The price of Citigroup shares rose nearly three thousand percent from 1990 to 2000, compared with growth of approximately 450% global market.

The company identified efficiency offered by digitization and automation of internal processes and customer. Moreover, globalization is an opportunity unprecedented for growth, given the perfectly competitive retail market, and oligopolistic competition certainly (domestic) and monopolistic (globally) Citibank's position as one of the few centers of global finance banks serving Fortune 500 companies.

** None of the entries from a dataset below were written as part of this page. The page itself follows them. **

//! Reciprocal Rank Fusion.
//!
//! Combines the ranked lists of independent retrieval channels into one
//! ranking. Each channel contributes `weight / (k + rank)` per document
//! (1-based rank, absent documents contribute nothing), so a document ranked
//! consistently well across channels outranks one that scores well in a
//! single channel only. Pure and synchronous: callers fetch the channel
//! lists first, then fuse.

use std::collections::{BTreeMap, HashMap};

/// Default damping constant.
pub const DEFAULT_RRF_K: f64 = 60.0;

/// Per-call fusion parameters.
#[derive(Debug, Clone)]
pub struct FusionOptions {
    /// Damping constant added to every rank
    pub k: f64,
    /// Per-channel weights; channels not listed weigh 1.0
    pub weights: HashMap<String, f64>,
}

impl Default for FusionOptions {
    fn default() -> Self {
        Self {
            k: DEFAULT_RRF_K,
            weights: HashMap::new(),
        }
    }
}

impl FusionOptions {
    pub fn with_weight(mut self, channel: &str, weight: f64) -> Self {
        self.weights.insert(channel.to_string(), weight);
        self
    }

    fn weight(&self, channel: &str) -> f64 {
        self.weights.get(channel).copied().unwrap_or(1.0)
    }
}

/// One document in the fused ranking.
#[derive(Debug, Clone, PartialEq)]
pub struct FusedItem {
    pub doc_id: String,
    pub fused_score: f64,
    /// Best (lowest) 1-based rank across all channels, used as tie breaker
    pub best_rank: usize,
    /// 1-based rank per channel the document appeared in
    pub channel_ranks: BTreeMap<String, usize>,
}

/// Fuse per-channel ranked document lists into one global ranking.
///
/// Output order is exactly reproducible: fused score descending, ties broken
/// by best single-channel rank, then by document id.
pub fn fuse(channels: &[(String, Vec<String>)], opts: &FusionOptions) -> Vec<FusedItem> {
    let mut items: BTreeMap<String, FusedItem> = BTreeMap::new();

    for (channel, ranked) in channels {
        let weight = opts.weight(channel);
        for (index, doc_id) in ranked.iter().enumerate() {
            let rank = index + 1;
            let contribution = weight / (opts.k + rank as f64);
            let item = items.entry(doc_id.clone()).or_insert_with(|| FusedItem {
                doc_id: doc_id.clone(),
                fused_score: 0.0,
                best_rank: rank,
                channel_ranks: BTreeMap::new(),
            });
            item.fused_score += contribution;
            item.best_rank = item.best_rank.min(rank);
            item.channel_ranks.insert(channel.clone(), rank);
        }
    }

    let mut fused: Vec<FusedItem> = items.into_values().collect();
    fused.sort_by(|a, b| {
        b.fused_score
            .total_cmp(&a.fused_score)
            .then_with(|| a.best_rank.cmp(&b.best_rank))
            .then_with(|| a.doc_id.cmp(&b.doc_id))
    });
    fused
}

#[cfg(test)]
mod tests {
    use super::*;

    fn channel(name: &str, docs: &[&str]) -> (String, Vec<String>) {
        (
            name.to_string(),
            docs.iter().map(|d| d.to_string()).collect(),
        )
    }

    fn score_of(fused: &[FusedItem], doc: &str) -> f64 {
        fused
            .iter()
            .find(|item| item.doc_id == doc)
            .map(|item| item.fused_score)
            .unwrap_or(0.0)
    }

    #[test]
    fn concrete_three_channel_scenario() {
        let channels = vec![
            channel("vector", &["doc1", "doc2", "doc3"]),
            channel("graph", &["doc1", "doc4", "doc2"]),
            channel("keyword", &["doc5", "doc1", "doc3"]),
        ];
        let fused = fuse(&channels, &FusionOptions::default());

        assert_eq!(fused[0].doc_id, "doc1");
        let expected = 1.0 / 61.0 + 1.0 / 61.0 + 1.0 / 62.0;
        assert!((score_of(&fused, "doc1") - expected).abs() < 1e-12);
    }

    #[test]
    fn top_rank_in_every_channel_gives_three_over_sixty_one() {
        let channels = vec![
            channel("vector", &["doc1"]),
            channel("graph", &["doc1"]),
            channel("keyword", &["doc1"]),
        ];
        let fused = fuse(&channels, &FusionOptions::default());

        let expected = 3.0 / 61.0;
        assert!((fused[0].fused_score - expected).abs() < 1e-12);
        assert!(format!("{:.5}", fused[0].fused_score).starts_with("0.04918"));
    }

    #[test]
    fn consensus_beats_single_channel_winner() {
        // X: rank 1 in two channels, rank 3 in the third.
        // Y: rank 1 in one channel, absent elsewhere.
        for k in [1.0, 10.0, 60.0, 500.0] {
            let channels = vec![
                channel("vector", &["x", "y2", "y3"]),
                channel("graph", &["x", "other"]),
                channel("keyword", &["y", "other", "x"]),
            ];
            let opts = FusionOptions {
                k,
                ..Default::default()
            };
            let fused = fuse(&channels, &opts);
            assert!(
                score_of(&fused, "x") > score_of(&fused, "y"),
                "consensus failed for k={k}"
            );
        }
    }

    #[test]
    fn absent_documents_contribute_nothing() {
        let channels = vec![
            channel("vector", &["a", "b"]),
            channel("graph", &["a"]),
        ];
        let fused = fuse(&channels, &FusionOptions::default());

        let b = fused.iter().find(|i| i.doc_id == "b").unwrap();
        assert_eq!(b.channel_ranks.len(), 1);
        assert!((b.fused_score - 1.0 / 62.0).abs() < 1e-12);
    }

    #[test]
    fn raising_a_channel_weight_boosts_only_its_documents() {
        let channels = vec![
            channel("vector", &["a", "b"]),
            channel("keyword", &["c"]),
        ];

        let base = fuse(&channels, &FusionOptions::default());
        let boosted = fuse(
            &channels,
            &FusionOptions::default().with_weight("vector", 2.0),
        );

        assert!(score_of(&boosted, "a") > score_of(&base, "a"));
        assert!(score_of(&boosted, "b") > score_of(&base, "b"));
        assert_eq!(score_of(&boosted, "c"), score_of(&base, "c"));
    }

    #[test]
    fn zero_weight_silences_a_channel() {
        let channels = vec![
            channel("vector", &["a"]),
            channel("keyword", &["b"]),
        ];
        let fused = fuse(
            &channels,
            &FusionOptions::default().with_weight("keyword", 0.0),
        );

        assert_eq!(fused[0].doc_id, "a");
        assert_eq!(score_of(&fused, "b"), 0.0);
    }

    #[test]
    fn ties_break_by_best_rank_then_doc_id() {
        // Both docs get the same fused score from symmetric positions.
        let channels = vec![
            channel("vector", &["a", "b"]),
            channel("graph", &["b", "a"]),
        ];
        let fused = fuse(&channels, &FusionOptions::default());

        assert_eq!(fused[0].fused_score, fused[1].fused_score);
        assert_eq!(fused[0].best_rank, 1);
        // Equal best ranks as well, so doc id decides.
        assert_eq!(fused[0].doc_id, "a");
        assert_eq!(fused[1].doc_id, "b");
    }

    #[test]
    fn output_is_reproducible() {
        let channels = vec![
            channel("vector", &["d3", "d1", "d2"]),
            channel("graph", &["d2", "d3"]),
            channel("keyword", &["d1", "d4"]),
        ];
        let first = fuse(&channels, &FusionOptions::default());
        let second = fuse(&channels, &FusionOptions::default());
        assert_eq!(first, second);
    }

    #[test]
    fn empty_input_fuses_to_nothing() {
        assert!(fuse(&[], &FusionOptions::default()).is_empty());
        let empty_channels = vec![channel("vector", &[])];
        assert!(fuse(&empty_channels, &FusionOptions::default()).is_empty());
    }

    #[test]
    fn k_is_overridable_per_call() {
        let channels = vec![channel("vector", &["a"])];
        let opts = FusionOptions {
            k: 0.5,
            ..Default::default()
        };
        let fused = fuse(&channels, &opts);
        assert!((fused[0].fused_score - 1.0 / 1.5).abs() < 1e-12);
    }

    #[test]
    fn duplicate_listing_in_one_channel_keeps_best_rank() {
        let channels = vec![channel("vector", &["a", "a"])];
        let fused = fuse(&channels, &FusionOptions::default());
        assert_eq!(fused.len(), 1);
        assert_eq!(fused[0].best_rank, 1);
    }
}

The common quest to achieve the benefits of globalization promoted the need joint between Citibank and its blue-chip corporate clients to evolve the organization and processes to better position the company to take advantage of international opportunities. While Citibank has made technological yields and operating costs submitted by e-initiatives - customer migration away from legacy systems, new capabilities not inherently foster inimitable resources (capital) to the company.

To be sure, the company's e-initiatives have developed new features to complement the core business similar to a number of technology initiatives in other industry sectors. As such, innovation (income) and market share (profit) gains were probably based on the quality of the efforts of the banking relationship and collaboration service in the form of high-level management committees, relationship managers cohesion and product managers, customer service centers, and other byproducts of the newly decentralized organization. We attribute the limited creation of shareholder value to the inability of the administration to fully exploit synergies praised the "financial services supermarket", proposed under the leadership of Sanford Weil. Management introduced the range of opportunities to cross-sell products to customers of businesses and customers, and the resulting creation of shareholder value accordingly.

However, over the past five years, given the systematic deconstruction of the global giant in the spin-off of Travelers Casualty, joint venture and potential future sale of the wealth management unit Smith Barney, and the division has recently proposed banking Franchise and Franchise investment (Citicorp) and the new consumer finance construction (Citi Holdings). This vehicle will keep the pool of subprime loans, which has forced Citigroup to the precarious capital position currently face.

We argue that management has set a disinvestment of the vehicle in the Citi Holdings business structure. The remaining 50 percent of Smith Barney and Primerica blocked deductible auction are performed within this entity.